Saved data entries:
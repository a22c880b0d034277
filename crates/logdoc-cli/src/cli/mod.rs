//! CLI argument definitions using the clap derive API.
//!
//! This module is the *only* place that knows about argument names, aliases,
//! help text, and value enums. No business logic lives here.

use std::path::PathBuf;

use clap::{Args, Parser, Subcommand, ValueEnum};

pub mod global;
pub use global::{GlobalArgs, OutputFormat};

// ── Top-level CLI ─────────────────────────────────────────────────────────────

/// Main CLI entry-point.
#[derive(Debug, Parser)]
#[command(
    name    = "logdoc",
    bin_name = "logdoc",
    version  = env!("CARGO_PKG_VERSION"),
    author   = env!("CARGO_PKG_AUTHORS"),
    about    = "Generate log classes from log definitions",
    long_about = "Logdoc reads a log definition directory (log.xml plus one \
                  translation bundle per locale) and generates Java log and \
                  translation classes from it.",
    after_help = "EXAMPLES:\n\
        \x20 logdoc generate -i src/logdoc -o build/generated\n\
        \x20 logdoc generate -i src/logdoc --target slf4j\n\
        \x20 logdoc check -i src/logdoc\n\
        \x20 logdoc completions bash > /usr/share/bash-completion/completions/logdoc",
    arg_required_else_help = true,
    subcommand_required    = true,
)]
pub struct Cli {
    /// Flags available on every subcommand.
    #[command(flatten)]
    pub global: GlobalArgs,

    /// Subcommand to execute.
    #[command(subcommand)]
    pub command: Commands,
}

// ── Subcommands ───────────────────────────────────────────────────────────────

/// All available subcommands.
#[derive(Debug, Subcommand)]
pub enum Commands {
    /// Generate log classes from a definition directory.
    #[command(
        visible_alias = "gen",
        about = "Generate log classes",
        after_help = "EXAMPLES:\n\
            \x20 logdoc generate                         # current directory, in place\n\
            \x20 logdoc generate -i defs -o target/gen\n\
            \x20 logdoc generate -i defs --lenient --templates my-templates"
    )]
    Generate(GenerateArgs),

    /// Load and validate a definition without writing anything.
    #[command(
        about = "Validate a definition",
        after_help = "EXAMPLES:\n\
            \x20 logdoc check -i defs\n\
            \x20 logdoc check -i defs --output-format json"
    )]
    Check(CheckArgs),

    /// List the templates available to `generate`.
    #[command(
        visible_alias = "ls",
        about = "List available templates",
        after_help = "EXAMPLES:\n\
            \x20 logdoc templates\n\
            \x20 logdoc templates --templates my-templates"
    )]
    Templates(TemplatesArgs),

    /// Generate shell completion scripts.
    #[command(
        about = "Generate shell completions",
        after_help = "EXAMPLES:\n\
            \x20 logdoc completions bash > ~/.local/share/bash-completion/completions/logdoc\n\
            \x20 logdoc completions zsh  > ~/.zfunc/_logdoc\n\
            \x20 logdoc completions fish > ~/.config/fish/completions/logdoc.fish"
    )]
    Completions(CompletionsArgs),

    /// Manage the Logdoc configuration.
    #[command(
        about = "Configuration management",
        subcommand,
        after_help = "EXAMPLES:\n\
            \x20 logdoc config get generation.target\n\
            \x20 logdoc config list\n\
            \x20 logdoc config init"
    )]
    Config(ConfigCommands),
}

// ── generate ──────────────────────────────────────────────────────────────────

/// Arguments for `logdoc generate`.
#[derive(Debug, Args)]
pub struct GenerateArgs {
    /// Definition directory.
    #[arg(
        short = 'i',
        long = "input",
        value_name = "DIR",
        default_value = ".",
        help = "Directory containing log.xml and its translation bundles"
    )]
    pub input: PathBuf,

    /// Destination directory.
    #[arg(
        short = 'o',
        long = "output",
        value_name = "DIR",
        help = "Destination directory (default: the input directory)"
    )]
    pub output: Option<PathBuf>,

    /// Alternative template set for the log class.
    #[arg(
        short = 't',
        long = "target",
        value_name = "TARGET",
        help = "Template set for the log class, e.g. slf4j"
    )]
    pub target: Option<String>,

    /// Skip schema validation.
    #[arg(long = "lenient", help = "Skip schema validation of the inputs")]
    pub lenient: bool,

    /// Directory whose `templates/` overrides the built-in templates.
    #[arg(
        long = "templates",
        value_name = "DIR",
        help = "Directory with user templates (overrides built-ins)"
    )]
    pub templates: Option<PathBuf>,
}

// ── check ─────────────────────────────────────────────────────────────────────

/// Arguments for `logdoc check`.
#[derive(Debug, Args)]
pub struct CheckArgs {
    /// Definition directory.
    #[arg(
        short = 'i',
        long = "input",
        value_name = "DIR",
        default_value = ".",
        help = "Directory containing log.xml and its translation bundles"
    )]
    pub input: PathBuf,

    /// Skip schema validation.
    #[arg(long = "lenient", help = "Skip schema validation of the inputs")]
    pub lenient: bool,
}

// ── templates ─────────────────────────────────────────────────────────────────

/// Arguments for `logdoc templates`.
#[derive(Debug, Args)]
pub struct TemplatesArgs {
    /// Directory whose `templates/` overrides the built-in templates.
    #[arg(
        long = "templates",
        value_name = "DIR",
        help = "Directory with user templates (overrides built-ins)"
    )]
    pub templates: Option<PathBuf>,
}

// ── completions ───────────────────────────────────────────────────────────────

/// Arguments for `logdoc completions`.
#[derive(Debug, Args)]
pub struct CompletionsArgs {
    /// Target shell.
    #[arg(value_enum, help = "Shell to generate completions for")]
    pub shell: Shell,
}

/// Supported shells for completion generation.
#[derive(Debug, Clone, Copy, ValueEnum)]
pub enum Shell {
    Bash,
    Zsh,
    Fish,
    PowerShell,
    Elvish,
}

// ── config subcommands ────────────────────────────────────────────────────────

/// Subcommands for `logdoc config`.
#[derive(Debug, Subcommand)]
pub enum ConfigCommands {
    /// Print the value of a configuration key.
    Get {
        /// Dotted key path, e.g. `generation.strict`.
        key: String,
    },
    /// Print all configuration values.
    List,
    /// Print the path to the active configuration file.
    Path,
    /// Write a configuration file with the default values.
    Init {
        /// Overwrite an existing config file.
        #[arg(short = 'f', long = "force", help = "Overwrite existing configuration")]
        force: bool,
    },
}

// ── tests ─────────────────────────────────────────────────────────────────────

#[cfg(test)]
mod tests {
    use super::*;
    use clap::{CommandFactory, Parser};

    #[test]
    fn verify_cli_structure() {
        Cli::command().debug_assert();
    }

    #[test]
    fn parse_generate_command() {
        let cli = Cli::parse_from([
            "logdoc",
            "generate",
            "-i",
            "defs",
            "-o",
            "out",
            "--target",
            "slf4j",
            "--lenient",
        ]);
        let Commands::Generate(args) = cli.command else {
            panic!("expected Generate command");
        };
        assert_eq!(args.input, PathBuf::from("defs"));
        assert_eq!(args.output, Some(PathBuf::from("out")));
        assert_eq!(args.target.as_deref(), Some("slf4j"));
        assert!(args.lenient);
        assert!(args.templates.is_none());
    }

    #[test]
    fn generate_defaults_to_current_directory() {
        let cli = Cli::parse_from(["logdoc", "gen"]);
        let Commands::Generate(args) = cli.command else {
            panic!("expected Generate command");
        };
        assert_eq!(args.input, PathBuf::from("."));
        assert!(args.output.is_none());
        assert!(!args.lenient);
    }

    #[test]
    fn suggested_check_command_is_accepted() {
        let err = logdoc_core::application::ApplicationError::InvalidArgument {
            message: "nope is not an existing directory".into(),
        };
        let suggestion = err
            .suggestions()
            .into_iter()
            .find_map(|s| s.strip_prefix("Try: ").map(str::to_string))
            .unwrap();

        let argv = suggestion.replace("<dir>", "defs");
        let cli = Cli::try_parse_from(argv.split_whitespace()).unwrap();
        let Commands::Check(args) = cli.command else {
            panic!("expected Check command");
        };
        assert_eq!(args.input, PathBuf::from("defs"));
    }

    #[test]
    fn global_flags_after_subcommand() {
        let cli = Cli::parse_from(["logdoc", "check", "-vv", "--output-format", "json"]);
        assert_eq!(cli.global.verbose, 2);
        assert_eq!(cli.global.output_format, OutputFormat::Json);
    }

    #[test]
    fn quiet_and_verbose_conflict() {
        let result = Cli::try_parse_from(["logdoc", "--quiet", "--verbose", "templates"]);
        assert!(result.is_err());
    }

    #[test]
    fn config_init_accepts_force() {
        let cli = Cli::parse_from(["logdoc", "config", "init", "--force"]);
        assert!(matches!(
            cli.command,
            Commands::Config(ConfigCommands::Init { force: true })
        ));
    }
}
//! Infrastructure adapters for Logdoc.
//!
//! This crate implements the ports defined in `logdoc-core::application::ports`.
//! It contains all external dependencies and I/O operations: the XML parser,
//! the schema files, the template engine and the built-in template set.

pub mod filesystem;
pub mod markup;
pub mod renderer;
pub mod schema_loader;
pub mod template_store;

// Re-export commonly used adapters
pub use filesystem::{LocalFilesystem, MemoryFilesystem};
pub use markup::XmlParser;
pub use renderer::MiniJinjaEngine;
pub use schema_loader::{load_schema, load_schema_set};
pub use template_store::{DirectoryTemplateStore, EmbeddedTemplateStore};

DESCRIPTION OF THE TASK: Working through the records above, copy each line in which "existing" is found.

RESPONSE BELOW:
        /// Overwrite an existing config file.
        #[arg(short = 'f', long = "force", help = "Overwrite existing configuration")]
            message: "nope is not an existing directory".into(),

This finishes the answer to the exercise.